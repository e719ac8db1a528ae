use serde::{Deserialize, Serialize};
use utoipa::ToSchema;

#[derive(Serialize, Deserialize, PartialEq, Clone, Debug, ToSchema)]
pub struct StudentDto {
    pub id: i32,
    pub name: String,
    pub email: String,
    pub age: i32,
    pub weight: f64,
    pub height: String,
    pub gym_id: i32,
}

#[derive(Serialize, Deserialize, PartialEq, Clone, Debug, ToSchema)]
pub struct CreateStudentDto {
    pub name: String,
    pub email: String,
    pub age: i32,
    pub weight: f64,
    pub height: String,
}

/// Partial update; omitted fields keep their stored value.
#[derive(Serialize, Deserialize, PartialEq, Clone, Debug, ToSchema)]
pub struct UpdateStudentDto {
    pub name: Option<String>,
    pub email: Option<String>,
    pub age: Option<i32>,
    pub weight: Option<f64>,
    pub height: Option<String>,
}
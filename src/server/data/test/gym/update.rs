use super::*;
use test_utils::factory;

/// Tests that update merges supplied fields and keeps the rest.
///
/// Expected: Ok(Some(Gym)) with only the supplied field changed
#[tokio::test]
async fn merges_supplied_fields() -> Result<(), DbErr> {
    let test = TestBuilder::new()
        .with_table(entity::prelude::Gym)
        .build()
        .await
        .unwrap();
    let db = test.db.as_ref().unwrap();

    let gym = factory::gym::create_gym(db).await?;
    let repo = GymRepository::new(db);

    let updated = repo
        .update(
            gym.id,
            UpdateGymParams {
                name: None,
                address: Some("2 Oak Ave".to_string()),
                contact: None,
            },
        )
        .await?
        .unwrap();

    assert_eq!(updated.name, gym.name);
    assert_eq!(updated.address, "2 Oak Ave");
    assert_eq!(updated.contact, gym.contact);

    Ok(())
}

/// Tests updating a gym that does not exist.
///
/// Expected: Ok(None)
#[tokio::test]
async fn returns_none_for_missing_gym() -> Result<(), DbErr> {
    let test = TestBuilder::new()
        .with_table(entity::prelude::Gym)
        .build()
        .await
        .unwrap();
    let db = test.db.as_ref().unwrap();

    let result = GymRepository::new(db)
        .update(
            999,
            UpdateGymParams {
                name: Some("Ghost Gym".to_string()),
                address: None,
                contact: None,
            },
        )
        .await?;

    assert!(result.is_none());

    Ok(())
}
use sea_orm::DatabaseConnection;

use crate::server::{
    data::student::StudentRepository,
    error::{auth::AuthError, AppError},
    model::{
        auth::AuthContext,
        student::{CreateStudentParams, Student, UpdateStudentParams},
    },
    util::validate::{has_min_chars, is_valid_email},
};

pub struct StudentService<'a> {
    db: &'a DatabaseConnection,
}

impl<'a> StudentService<'a> {
    pub fn new(db: &'a DatabaseConnection) -> Self {
        Self { db }
    }

    /// Creates a student owned by the caller's gym.
    ///
    /// # Returns
    /// - `Ok(Student)` - The created student
    /// - `Err(AppError::BadRequest)` - Field validation failed
    /// - `Err(AppError::Conflict)` - Email already registered
    pub async fn create(
        &self,
        ctx: AuthContext,
        params: CreateStudentParams,
    ) -> Result<Student, AppError> {
        validate_fields(
            Some(&params.name),
            Some(&params.email),
            Some(params.age),
            Some(params.weight),
            Some(&params.height),
        )?;

        let repo = StudentRepository::new(self.db);

        if repo.find_by_email(&params.email).await?.is_some() {
            return Err(AppError::Conflict("Email already in use".to_string()));
        }

        repo.create(ctx.gym_id, params).await.map_err(Into::into)
    }

    /// Gets all students of the caller's gym.
    pub async fn get_by_gym(&self, ctx: AuthContext) -> Result<Vec<Student>, AppError> {
        StudentRepository::new(self.db)
            .get_by_gym(ctx.gym_id)
            .await
            .map_err(Into::into)
    }

    /// Gets a single student. A student of another gym is reported as absent,
    /// so reads cannot be used to probe other gyms' ids.
    pub async fn get(&self, ctx: AuthContext, id: i32) -> Result<Student, AppError> {
        let student = StudentRepository::new(self.db)
            .find_by_id(id)
            .await?
            .filter(|s| s.gym_id == ctx.gym_id)
            .ok_or_else(|| AppError::NotFound("Student not found".to_string()))?;

        Ok(student)
    }

    /// Updates a student of the caller's gym. Only supplied fields are
    /// validated and changed.
    ///
    /// # Returns
    /// - `Ok(Student)` - The updated student
    /// - `Err(AppError::NotFound)` - No student with that id
    /// - `Err(AppError::AuthErr)` - Student belongs to another gym
    /// - `Err(AppError::Conflict)` - Email held by a different student
    pub async fn update(
        &self,
        ctx: AuthContext,
        id: i32,
        params: UpdateStudentParams,
    ) -> Result<Student, AppError> {
        validate_fields(
            params.name.as_deref(),
            params.email.as_deref(),
            params.age,
            params.weight,
            params.height.as_deref(),
        )?;

        let repo = StudentRepository::new(self.db);

        let existing = repo
            .find_by_id(id)
            .await?
            .ok_or_else(|| AppError::NotFound("Student not found".to_string()))?;

        if existing.gym_id != ctx.gym_id {
            return Err(
                AuthError::GymAccessDenied("Student belongs to another gym".to_string()).into(),
            );
        }

        if let Some(email) = &params.email {
            // Keeping the student's own email is fine; taking another's is not.
            if let Some(holder) = repo.find_by_email(email).await? {
                if holder.id != id {
                    return Err(AppError::Conflict("Email already in use".to_string()));
                }
            }
        }

        repo.update(id, params)
            .await?
            .ok_or_else(|| AppError::NotFound("Student not found".to_string()))
    }

    /// Deletes a student of the caller's gym.
    pub async fn delete(&self, ctx: AuthContext, id: i32) -> Result<(), AppError> {
        let repo = StudentRepository::new(self.db);

        let existing = repo
            .find_by_id(id)
            .await?
            .ok_or_else(|| AppError::NotFound("Student not found".to_string()))?;

        if existing.gym_id != ctx.gym_id {
            return Err(
                AuthError::GymAccessDenied("Student belongs to another gym".to_string()).into(),
            );
        }

        repo.delete(id).await?;

        Ok(())
    }
}

/// Validates whichever student fields are present. Create passes everything,
/// update only what the caller supplied.
fn validate_fields(
    name: Option<&str>,
    email: Option<&str>,
    age: Option<i32>,
    weight: Option<f64>,
    height: Option<&str>,
) -> Result<(), AppError> {
    if let Some(name) = name {
        if !has_min_chars(name, 3) {
            return Err(AppError::BadRequest(
                "Name must be at least 3 characters".to_string(),
            ));
        }
    }
    if let Some(email) = email {
        if !is_valid_email(email) {
            return Err(AppError::BadRequest("Invalid email address".to_string()));
        }
    }
    if let Some(age) = age {
        if age < 1 {
            return Err(AppError::BadRequest("Age must be at least 1".to_string()));
        }
    }
    if let Some(weight) = weight {
        if weight < 1.0 {
            return Err(AppError::BadRequest("Weight must be at least 1".to_string()));
        }
    }
    if let Some(height) = height {
        if height.is_empty() {
            return Err(AppError::BadRequest("Height must not be empty".to_string()));
        }
    }

    Ok(())
}
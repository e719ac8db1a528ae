use sea_orm_migration::{prelude::*, schema::*};

use super::m20250801_000003_create_student_table::Student;

#[derive(DeriveMigrationName)]
pub struct Migration;

#[async_trait::async_trait]
impl MigrationTrait for Migration {
    async fn up(&self, manager: &SchemaManager) -> Result<(), DbErr> {
        manager
            .create_table(
                Table::create()
                    .table(HelpOrder::Table)
                    .if_not_exists()
                    .col(pk_auto(HelpOrder::Id))
                    .col(integer(HelpOrder::StudentId))
                    .col(text(HelpOrder::Question))
                    .col(text_null(HelpOrder::Answer))
                    .col(timestamp_with_time_zone_null(HelpOrder::AnswerAt))
                    .col(
                        timestamp_with_time_zone(HelpOrder::CreatedAt)
                            .default(Expr::current_timestamp())
                            .not_null(),
                    )
                    .foreign_key(
                        ForeignKey::create()
                            .name("fk_help_order_student_id")
                            .from(HelpOrder::Table, HelpOrder::StudentId)
                            .to(Student::Table, Student::Id)
                            .on_delete(ForeignKeyAction::Cascade)
                            .on_update(ForeignKeyAction::Cascade),
                    )
                    .to_owned(),
            )
            .await
    }

    async fn down(&self, manager: &SchemaManager) -> Result<(), DbErr> {
        manager
            .drop_table(Table::drop().table(HelpOrder::Table).to_owned())
            .await
    }
}

#[derive(DeriveIden)]
pub enum HelpOrder {
    Table,
    Id,
    StudentId,
    Question,
    Answer,
    AnswerAt,
    CreatedAt,
}
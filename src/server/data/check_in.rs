//! Check-in data repository. Check-ins are append-only attendance rows.

use chrono::Utc;
use sea_orm::{
    ActiveValue, ColumnTrait, DatabaseConnection, DbErr, EntityTrait, QueryFilter, QueryOrder,
};

use crate::server::model::check_in::CheckIn;

pub struct CheckInRepository<'a> {
    db: &'a DatabaseConnection,
}

impl<'a> CheckInRepository<'a> {
    pub fn new(db: &'a DatabaseConnection) -> Self {
        Self { db }
    }

    /// Gets a student's check-ins, newest first.
    ///
    /// # Returns
    /// - `Ok(Vec<CheckIn>)` - Check-ins of the student (empty if none)
    /// - `Err(DbErr)` - Database error during query
    pub async fn get_by_student(&self, student_id: i32) -> Result<Vec<CheckIn>, DbErr> {
        let entities = entity::prelude::CheckIn::find()
            .filter(entity::check_in::Column::StudentId.eq(student_id))
            .order_by_desc(entity::check_in::Column::CreatedAt)
            .all(self.db)
            .await?;

        Ok(entities.into_iter().map(CheckIn::from_entity).collect())
    }

    /// Appends a check-in for the student, stamped with the current time.
    ///
    /// # Returns
    /// - `Ok(CheckIn)` - The created check-in
    /// - `Err(DbErr)` - Database error during insert
    pub async fn create(&self, student_id: i32) -> Result<CheckIn, DbErr> {
        let entity = entity::prelude::CheckIn::insert(entity::check_in::ActiveModel {
            student_id: ActiveValue::Set(student_id),
            created_at: ActiveValue::Set(Utc::now()),
            ..Default::default()
        })
        .exec_with_returning(self.db)
        .await?;

        Ok(CheckIn::from_entity(entity))
    }
}
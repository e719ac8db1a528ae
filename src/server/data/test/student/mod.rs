use crate::server::{data::student::StudentRepository, model::student::UpdateStudentParams};
use sea_orm::DbErr;
use test_utils::{builder::TestBuilder, factory};

mod delete;
mod find_by_email;
mod get_by_gym;
mod update;
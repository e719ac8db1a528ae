use crate::server::{data::enrollment::EnrollmentRepository, model::enrollment::EnrollmentTerms};
use chrono::{Months, TimeZone, Utc};
use sea_orm::DbErr;
use test_utils::{builder::TestBuilder, factory};

mod exists_for_student;
mod get_by_gym;
mod update;
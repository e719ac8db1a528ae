use axum::{
    http::StatusCode,
    response::{IntoResponse, Response},
    Json,
};
use thiserror::Error;

use crate::model::api::ErrorDto;

#[derive(Error, Debug)]
pub enum AuthError {
    /// Request carried no `Authorization: Bearer` header.
    #[error("Request is missing a bearer token")]
    MissingToken,

    /// Bearer token failed signature or expiry validation.
    #[error("Bearer token is invalid or expired")]
    InvalidToken,

    /// Token verified but the user it references no longer exists.
    #[error("User {0} from token not found in database")]
    UserNotInDatabase(i32),

    /// Unknown email or wrong password during session creation.
    #[error("Invalid email or password")]
    InvalidCredentials,

    /// Authenticated caller tried to act on a record owned by another gym.
    ///
    /// The message names the operation that was denied, never the record's gym.
    #[error("{0}")]
    GymAccessDenied(String),
}

/// Converts authentication errors into HTTP responses.
///
/// Every variant maps to 401 Unauthorized. Token and lookup failures share a
/// generic client-facing message; gym-ownership denials surface the operation
/// message so staff know which action was rejected. Details are logged at
/// debug level for diagnostics.
impl IntoResponse for AuthError {
    fn into_response(self) -> Response {
        tracing::debug!("Auth failure: {}", self);

        let message = match self {
            Self::MissingToken | Self::InvalidToken | Self::UserNotInDatabase(_) => {
                "Token invalid or missing, please sign in again.".to_string()
            }
            Self::InvalidCredentials => "Invalid email or password.".to_string(),
            Self::GymAccessDenied(msg) => msg,
        };

        (StatusCode::UNAUTHORIZED, Json(ErrorDto { error: message })).into_response()
    }
}
use sea_orm::entity::prelude::*;

#[derive(Clone, Debug, PartialEq, Eq, DeriveEntityModel)]
#[sea_orm(table_name = "user")]
pub struct Model {
    #[sea_orm(primary_key)]
    pub id: i32,
    pub name: String,
    #[sea_orm(unique)]
    pub email: String,
    pub password_hash: String,
    pub gym_id: i32,
}

#[derive(Copy, Clone, Debug, EnumIter, DeriveRelation)]
pub enum Relation {
    #[sea_orm(
        belongs_to = "super::gym::Entity",
        from = "Column::GymId",
        to = "super::gym::Column::Id",
        on_delete = "Cascade"
    )]
    Gym,
}

impl Related<super::gym::Entity> for Entity {
    fn to() -> RelationDef {
        Relation::Gym.def()
    }
}

impl ActiveModelBehavior for ActiveModel {}
use serde::{Deserialize, Serialize};
use utoipa::ToSchema;

#[derive(Serialize, Deserialize, PartialEq, Clone, Debug, ToSchema)]
pub struct UserDto {
    pub id: i32,
    pub name: String,
    pub email: String,
    pub gym_id: i32,
}

#[derive(Serialize, Deserialize, PartialEq, Clone, Debug, ToSchema)]
pub struct RegisterUserDto {
    pub name: String,
    pub email: String,
    pub password: String,
    pub gym_id: i32,
}

/// Partial update of the caller's own account.
#[derive(Serialize, Deserialize, PartialEq, Clone, Debug, ToSchema)]
pub struct UpdateUserDto {
    pub name: Option<String>,
    pub email: Option<String>,
    pub password: Option<String>,
}
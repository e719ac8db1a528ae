use axum::{
    extract::{Path, State},
    http::{HeaderMap, StatusCode},
    response::IntoResponse,
    Json,
};

use crate::{
    model::{
        api::ErrorDto,
        student::{CreateStudentDto, StudentDto, UpdateStudentDto},
    },
    server::{
        error::AppError,
        middleware::auth::AuthGuard,
        model::student::{CreateStudentParams, UpdateStudentParams},
        service::student::StudentService,
        state::AppState,
    },
};

pub static STUDENT_TAG: &str = "student";

#[utoipa::path(
    post,
    path = "/students",
    tag = STUDENT_TAG,
    request_body = CreateStudentDto,
    responses(
        (status = 201, description = "Successfully created student", body = StudentDto),
        (status = 400, description = "Invalid student data", body = ErrorDto),
        (status = 401, description = "Missing or invalid token", body = ErrorDto),
        (status = 409, description = "Email already in use", body = ErrorDto),
        (status = 500, description = "Internal server error", body = ErrorDto)
    ),
)]
pub async fn create_student(
    State(state): State<AppState>,
    headers: HeaderMap,
    Json(payload): Json<CreateStudentDto>,
) -> Result<impl IntoResponse, AppError> {
    let ctx = AuthGuard::new(&state.db, &state.tokens, &headers)
        .require()
        .await?;

    let student = StudentService::new(&state.db)
        .create(ctx, CreateStudentParams::from(payload))
        .await?;

    Ok((StatusCode::CREATED, Json(student.into_dto())))
}

#[utoipa::path(
    get,
    path = "/students",
    tag = STUDENT_TAG,
    responses(
        (status = 200, description = "Students of the caller's gym", body = Vec<StudentDto>),
        (status = 401, description = "Missing or invalid token", body = ErrorDto),
        (status = 500, description = "Internal server error", body = ErrorDto)
    ),
)]
pub async fn get_students(
    State(state): State<AppState>,
    headers: HeaderMap,
) -> Result<impl IntoResponse, AppError> {
    let ctx = AuthGuard::new(&state.db, &state.tokens, &headers)
        .require()
        .await?;

    let students = StudentService::new(&state.db).get_by_gym(ctx).await?;

    let dtos: Vec<StudentDto> = students.into_iter().map(|s| s.into_dto()).collect();

    Ok((StatusCode::OK, Json(dtos)))
}

#[utoipa::path(
    get,
    path = "/students/{student_id}",
    tag = STUDENT_TAG,
    params(
        ("student_id" = i32, Path, description = "Student ID")
    ),
    responses(
        (status = 200, description = "Successfully retrieved student", body = StudentDto),
        (status = 401, description = "Missing or invalid token", body = ErrorDto),
        (status = 404, description = "Student not found in the caller's gym", body = ErrorDto),
        (status = 500, description = "Internal server error", body = ErrorDto)
    ),
)]
pub async fn get_student(
    State(state): State<AppState>,
    headers: HeaderMap,
    Path(student_id): Path<i32>,
) -> Result<impl IntoResponse, AppError> {
    let ctx = AuthGuard::new(&state.db, &state.tokens, &headers)
        .require()
        .await?;

    let student = StudentService::new(&state.db).get(ctx, student_id).await?;

    Ok((StatusCode::OK, Json(student.into_dto())))
}

#[utoipa::path(
    put,
    path = "/students/{student_id}",
    tag = STUDENT_TAG,
    params(
        ("student_id" = i32, Path, description = "Student ID")
    ),
    request_body = UpdateStudentDto,
    responses(
        (status = 200, description = "Successfully updated student", body = StudentDto),
        (status = 400, description = "Invalid student data", body = ErrorDto),
        (status = 401, description = "Student belongs to another gym", body = ErrorDto),
        (status = 404, description = "Student not found", body = ErrorDto),
        (status = 409, description = "Email already in use", body = ErrorDto),
        (status = 500, description = "Internal server error", body = ErrorDto)
    ),
)]
pub async fn update_student(
    State(state): State<AppState>,
    headers: HeaderMap,
    Path(student_id): Path<i32>,
    Json(payload): Json<UpdateStudentDto>,
) -> Result<impl IntoResponse, AppError> {
    let ctx = AuthGuard::new(&state.db, &state.tokens, &headers)
        .require()
        .await?;

    let student = StudentService::new(&state.db)
        .update(ctx, student_id, UpdateStudentParams::from(payload))
        .await?;

    Ok((StatusCode::OK, Json(student.into_dto())))
}

#[utoipa::path(
    delete,
    path = "/students/{student_id}",
    tag = STUDENT_TAG,
    params(
        ("student_id" = i32, Path, description = "Student ID")
    ),
    responses(
        (status = 204, description = "Successfully deleted student"),
        (status = 401, description = "Student belongs to another gym", body = ErrorDto),
        (status = 404, description = "Student not found", body = ErrorDto),
        (status = 500, description = "Internal server error", body = ErrorDto)
    ),
)]
pub async fn delete_student(
    State(state): State<AppState>,
    headers: HeaderMap,
    Path(student_id): Path<i32>,
) -> Result<impl IntoResponse, AppError> {
    let ctx = AuthGuard::new(&state.db, &state.tokens, &headers)
        .require()
        .await?;

    StudentService::new(&state.db).delete(ctx, student_id).await?;

    Ok(StatusCode::NO_CONTENT)
}
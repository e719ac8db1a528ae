use sea_orm_migration::{prelude::*, schema::*};

use super::m20250801_000001_create_gym_table::Gym;

#[derive(DeriveMigrationName)]
pub struct Migration;

#[async_trait::async_trait]
impl MigrationTrait for Migration {
    async fn up(&self, manager: &SchemaManager) -> Result<(), DbErr> {
        manager
            .create_table(
                Table::create()
                    .table(User::Table)
                    .if_not_exists()
                    .col(pk_auto(User::Id))
                    .col(string(User::Name))
                    .col(string_uniq(User::Email))
                    .col(string(User::PasswordHash))
                    .col(integer(User::GymId))
                    .foreign_key(
                        ForeignKey::create()
                            .name("fk_user_gym_id")
                            .from(User::Table, User::GymId)
                            .to(Gym::Table, Gym::Id)
                            .on_delete(ForeignKeyAction::Cascade)
                            .on_update(ForeignKeyAction::Cascade),
                    )
                    .to_owned(),
            )
            .await
    }

    async fn down(&self, manager: &SchemaManager) -> Result<(), DbErr> {
        manager
            .drop_table(Table::drop().table(User::Table).to_owned())
            .await
    }
}

#[derive(DeriveIden)]
pub enum User {
    Table,
    Id,
    Name,
    Email,
    PasswordHash,
    GymId,
}
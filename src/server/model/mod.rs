//! Domain models and per-operation parameter types.
//!
//! Repositories convert entity models into these at the data boundary; services
//! and controllers never see SeaORM models directly.

pub mod auth;
pub mod check_in;
pub mod enrollment;
pub mod gym;
pub mod help_order;
pub mod plan;
pub mod student;
pub mod user;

Work required: For each line above that contains the word "payload", make a copy.

Solution to this problem:
    Json(payload): Json<CreateStudentDto>,
        .create(ctx, CreateStudentParams::from(payload))
    Json(payload): Json<UpdateStudentDto>,
        .update(ctx, student_id, UpdateStudentParams::from(payload))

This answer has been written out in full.